// === impl Cause ===

impl<E: ?Sized> Cause<E> {
    /// Builds the cause for a typed failure.
    pub fn fail(error: E) -> Self
    where
        E: Sized,
    {
        Self::Fail(Arc::new(error))
    }

    /// Builds the cause for a defect.
    pub fn die(defect: impl Into<Defect>) -> Self {
        Self::Die(defect.into())
    }

    /// Builds the cause for an interruption by `id`.
    pub fn interrupt(id: FiberId) -> Self {
        Self::Interrupt(id)
    }

    /// Parallel composition (`&&`). `Empty` operands are pruned.
    #[must_use]
    pub fn and(self, other: Self) -> Self {
        match (self, other) {
            (Self::Empty, c) | (c, Self::Empty) => c,
            (l, r) => Self::Both(Box::new(l), Box::new(r)),
        }
    }

    /// Sequential composition (`++`). `Empty` operands are pruned.
    #[must_use]
    pub fn then(self, other: Self) -> Self {
        match (self, other) {
            (Self::Empty, c) | (c, Self::Empty) => c,
            (l, r) => Self::Then(Box::new(l), Box::new(r)),
        }
    }

    pub fn is_empty(&self) -> bool {
        matches!(self, Self::Empty)
    }

    /// `true` if the tree contains at least one [`Cause::Interrupt`].
    pub fn is_interrupted(&self) -> bool {
        self.fold(false, &mut |acc, leaf| {
            acc || matches!(leaf, Leaf::Interrupt(_))
        })
    }

    /// `true` if the tree contains at least one interrupt and no typed
    /// failure or defect; this is the "cancelled, nothing else happened"
    /// predicate the failure sink uses.
    pub fn is_interrupted_only(&self) -> bool {
        let mut interrupted = false;
        let mut dirty = false;
        self.fold((), &mut |(), leaf| match leaf {
            Leaf::Interrupt(_) => interrupted = true,
            Leaf::Fail(_) | Leaf::Die(_) => dirty = true,
        });
        interrupted && !dirty
    }

    /// `true` if the tree contains at least one typed failure.
    pub fn is_failure(&self) -> bool {
        self.fold(false, &mut |acc, leaf| acc || matches!(leaf, Leaf::Fail(_)))
    }

    /// `true` if the tree contains at least one defect.
    pub fn is_die(&self) -> bool {
        self.fold(false, &mut |acc, leaf| acc || matches!(leaf, Leaf::Die(_)))
    }

    /// All typed failures in tree order.
    pub fn failures(&self) -> Vec<&E> {
        let mut out = Vec::new();
        self.fold((), &mut |(), leaf| {
            if let Leaf::Fail(e) = leaf {
                out.push(&**e);
            }
        });
        out
    }

    /// All defects in tree order.
    pub fn defects(&self) -> Vec<&Defect> {
        let mut out = Vec::new();
        self.fold((), &mut |(), leaf| {
            if let Leaf::Die(d) = leaf {
                out.push(d);
            }
        });
        out
    }

    /// The ids of every interrupting fiber, in tree order, deduplicated.
    pub fn interruptors(&self) -> Vec<FiberId> {
        let mut out = Vec::new();
        self.fold((), &mut |(), leaf| {
            if let Leaf::Interrupt(id) = leaf {
                if !out.contains(id) {
                    out.push(*id);
                }
            }
        });
        out
    }

    /// Removes every interruption from the tree.
    ///
    /// Returns `Some` iff the tree contains at least one typed failure or
    /// defect; a tree of pure interruptions strips to `None`.
    #[must_use]
    pub fn stripped(self) -> Option<Self> {
        match self {
            Self::Empty | Self::Interrupt(_) => None,
            c @ (Self::Fail(_) | Self::Die(_)) => Some(c),
            Self::Both(l, r) => match (l.stripped(), r.stripped()) {
                (Some(l), Some(r)) => Some(l.and(r)),
                (Some(c), None) | (None, Some(c)) => Some(c),
                (None, None) => None,
            },
            Self::Then(l, r) => match (l.stripped(), r.stripped()) {
                (Some(l), Some(r)) => Some(l.then(r)),
                (Some(c), None) | (None, Some(c)) => Some(c),
                (None, None) => None,
            },
        }
    }

    /// Returns the first typed failure, or the whole cause if there is none.
    pub fn failure_or_cause(self) -> Result<Arc<E>, Self> {
        fn first<E: ?Sized>(cause: &Cause<E>) -> Option<Arc<E>> {
            match cause {
                Cause::Fail(e) => Some(e.clone()),
                Cause::Both(l, r) | Cause::Then(l, r) => first(l).or_else(|| first(r)),
                _ => None,
            }
        }
        match first(&self) {
            Some(e) => Ok(e),
            None => Err(self),
        }
    }

    /// Collapses the tree into a single error-ish value: the first defect if
    /// any, else the first typed failure mapped through `f`, else the fact
    /// that the effect was (only) interrupted.
    pub fn squash_with<T>(&self, f: impl FnOnce(&E) -> T) -> Squashed<T> {
        let mut defect = None;
        let mut failure = None;
        let mut interruptor = None;
        self.fold((), &mut |(), leaf| match leaf {
            Leaf::Die(d) => {
                if defect.is_none() {
                    defect = Some(d.clone());
                }
            }
            Leaf::Fail(e) => {
                if failure.is_none() {
                    failure = Some(e.clone());
                }
            }
            Leaf::Interrupt(id) => {
                if interruptor.is_none() {
                    interruptor = Some(*id);
                }
            }
        });
        if let Some(d) = defect {
            Squashed::Defect(d)
        } else if let Some(e) = failure {
            Squashed::Failure(f(e.as_ref()))
        } else {
            Squashed::Interrupted(interruptor)
        }
    }

    /// Maps every failure payload, preserving the tree shape.
    #[must_use]
    pub fn map_failures<E2: ?Sized>(self, f: &mut impl FnMut(Arc<E>) -> Arc<E2>) -> Cause<E2> {
        match self {
            Self::Empty => Cause::Empty,
            Self::Fail(e) => Cause::Fail(f(e)),
            Self::Die(d) => Cause::Die(d),
            Self::Interrupt(id) => Cause::Interrupt(id),
            Self::Both(l, r) => Cause::Both(
                Box::new(l.map_failures(f)),
                Box::new(r.map_failures(f)),
            ),
            Self::Then(l, r) => Cause::Then(
                Box::new(l.map_failures(f)),
                Box::new(r.map_failures(f)),
            ),
        }
    }

    fn fold<'a, T>(&'a self, init: T, step: &mut impl FnMut(T, Leaf<'a, E>) -> T) -> T
    where
        T: Copy,
    {
        let mut acc = init;
        self.visit(&mut |leaf| acc = step(acc, leaf));
        acc
    }

    fn visit<'a>(&'a self, visit: &mut impl FnMut(Leaf<'a, E>)) {
        match self {
            Self::Empty => {}
            Self::Fail(e) => visit(Leaf::Fail(e)),
            Self::Die(d) => visit(Leaf::Die(d)),
            Self::Interrupt(id) => visit(Leaf::Interrupt(id)),
            Self::Both(l, r) | Self::Then(l, r) => {
                l.visit(visit);
                r.visit(visit);
            }
        }
    }
}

◇ ◇ ◇ ◇ ◇ ◇ ◇

● What you are asked to do: What is needed here is an exact copy of every record.

● Exercise result:
// === impl Cause ===

impl<E: ?Sized> Cause<E> {
    /// Builds the cause for a typed failure.
    pub fn fail(error: E) -> Self
    where
        E: Sized,
    {
        Self::Fail(Arc::new(error))
    }

    /// Builds the cause for a defect.
    pub fn die(defect: impl Into<Defect>) -> Self {
        Self::Die(defect.into())
    }

    /// Builds the cause for an interruption by `id`.
    pub fn interrupt(id: FiberId) -> Self {
        Self::Interrupt(id)
    }

    /// Parallel composition (`&&`). `Empty` operands are pruned.
    #[must_use]
    pub fn and(self, other: Self) -> Self {
        match (self, other) {
            (Self::Empty, c) | (c, Self::Empty) => c,
            (l, r) => Self::Both(Box::new(l), Box::new(r)),
        }
    }

    /// Sequential composition (`++`). `Empty` operands are pruned.
    #[must_use]
    pub fn then(self, other: Self) -> Self {
        match (self, other) {
            (Self::Empty, c) | (c, Self::Empty) => c,
            (l, r) => Self::Then(Box::new(l), Box::new(r)),
        }
    }

    pub fn is_empty(&self) -> bool {
        matches!(self, Self::Empty)
    }

    /// `true` if the tree contains at least one [`Cause::Interrupt`].
    pub fn is_interrupted(&self) -> bool {
        self.fold(false, &mut |acc, leaf| {
            acc || matches!(leaf, Leaf::Interrupt(_))
        })
    }

    /// `true` if the tree contains at least one interrupt and no typed
    /// failure or defect; this is the "cancelled, nothing else happened"
    /// predicate the failure sink uses.
    pub fn is_interrupted_only(&self) -> bool {
        let mut interrupted = false;
        let mut dirty = false;
        self.fold((), &mut |(), leaf| match leaf {
            Leaf::Interrupt(_) => interrupted = true,
            Leaf::Fail(_) | Leaf::Die(_) => dirty = true,
        });
        interrupted && !dirty
    }

    /// `true` if the tree contains at least one typed failure.
    pub fn is_failure(&self) -> bool {
        self.fold(false, &mut |acc, leaf| acc || matches!(leaf, Leaf::Fail(_)))
    }

    /// `true` if the tree contains at least one defect.
    pub fn is_die(&self) -> bool {
        self.fold(false, &mut |acc, leaf| acc || matches!(leaf, Leaf::Die(_)))
    }

    /// All typed failures in tree order.
    pub fn failures(&self) -> Vec<&E> {
        let mut out = Vec::new();
        self.fold((), &mut |(), leaf| {
            if let Leaf::Fail(e) = leaf {
                out.push(&**e);
            }
        });
        out
    }

    /// All defects in tree order.
    pub fn defects(&self) -> Vec<&Defect> {
        let mut out = Vec::new();
        self.fold((), &mut |(), leaf| {
            if let Leaf::Die(d) = leaf {
                out.push(d);
            }
        });
        out
    }

    /// The ids of every interrupting fiber, in tree order, deduplicated.
    pub fn interruptors(&self) -> Vec<FiberId> {
        let mut out = Vec::new();
        self.fold((), &mut |(), leaf| {
            if let Leaf::Interrupt(id) = leaf {
                if !out.contains(id) {
                    out.push(*id);
                }
            }
        });
        out
    }

    /// Removes every interruption from the tree.
    ///
    /// Returns `Some` iff the tree contains at least one typed failure or
    /// defect; a tree of pure interruptions strips to `None`.
    #[must_use]
    pub fn stripped(self) -> Option<Self> {
        match self {
            Self::Empty | Self::Interrupt(_) => None,
            c @ (Self::Fail(_) | Self::Die(_)) => Some(c),
            Self::Both(l, r) => match (l.stripped(), r.stripped()) {
                (Some(l), Some(r)) => Some(l.and(r)),
                (Some(c), None) | (None, Some(c)) => Some(c),
                (None, None) => None,
            },
            Self::Then(l, r) => match (l.stripped(), r.stripped()) {
                (Some(l), Some(r)) => Some(l.then(r)),
                (Some(c), None) | (None, Some(c)) => Some(c),
                (None, None) => None,
            },
        }
    }

    /// Returns the first typed failure, or the whole cause if there is none.
    pub fn failure_or_cause(self) -> Result<Arc<E>, Self> {
        fn first<E: ?Sized>(cause: &Cause<E>) -> Option<Arc<E>> {
            match cause {
                Cause::Fail(e) => Some(e.clone()),
                Cause::Both(l, r) | Cause::Then(l, r) => first(l).or_else(|| first(r)),
                _ => None,
            }
        }
        match first(&self) {
            Some(e) => Ok(e),
            None => Err(self),
        }
    }

    /// Collapses the tree into a single error-ish value: the first defect if
    /// any, else the first typed failure mapped through `f`, else the fact
    /// that the effect was (only) interrupted.
    pub fn squash_with<T>(&self, f: impl FnOnce(&E) -> T) -> Squashed<T> {
        let mut defect = None;
        let mut failure = None;
        let mut interruptor = None;
        self.fold((), &mut |(), leaf| match leaf {
            Leaf::Die(d) => {
                if defect.is_none() {
                    defect = Some(d.clone());
                }
            }
            Leaf::Fail(e) => {
                if failure.is_none() {
                    failure = Some(e.clone());
                }
            }
            Leaf::Interrupt(id) => {
                if interruptor.is_none() {
                    interruptor = Some(*id);
                }
            }
        });
        if let Some(d) = defect {
            Squashed::Defect(d)
        } else if let Some(e) = failure {
            Squashed::Failure(f(e.as_ref()))
        } else {
            Squashed::Interrupted(interruptor)
        }
    }

    /// Maps every failure payload, preserving the tree shape.
    #[must_use]
    pub fn map_failures<E2: ?Sized>(self, f: &mut impl FnMut(Arc<E>) -> Arc<E2>) -> Cause<E2> {
        match self {
            Self::Empty => Cause::Empty,
            Self::Fail(e) => Cause::Fail(f(e)),
            Self::Die(d) => Cause::Die(d),
            Self::Interrupt(id) => Cause::Interrupt(id),
            Self::Both(l, r) => Cause::Both(
                Box::new(l.map_failures(f)),
                Box::new(r.map_failures(f)),
            ),
            Self::Then(l, r) => Cause::Then(
                Box::new(l.map_failures(f)),
                Box::new(r.map_failures(f)),
            ),
        }
    }

    fn fold<'a, T>(&'a self, init: T, step: &mut impl FnMut(T, Leaf<'a, E>) -> T) -> T
    where
        T: Copy,
    {
        let mut acc = init;
        self.visit(&mut |leaf| acc = step(acc, leaf));
        acc
    }

    fn visit<'a>(&'a self, visit: &mut impl FnMut(Leaf<'a, E>)) {
        match self {
            Self::Empty => {}
            Self::Fail(e) => visit(Leaf::Fail(e)),
            Self::Die(d) => visit(Leaf::Die(d)),
            Self::Interrupt(id) => visit(Leaf::Interrupt(id)),
            Self::Both(l, r) | Self::Then(l, r) => {
                l.visit(visit);
                r.visit(visit);
            }
        }
    }
}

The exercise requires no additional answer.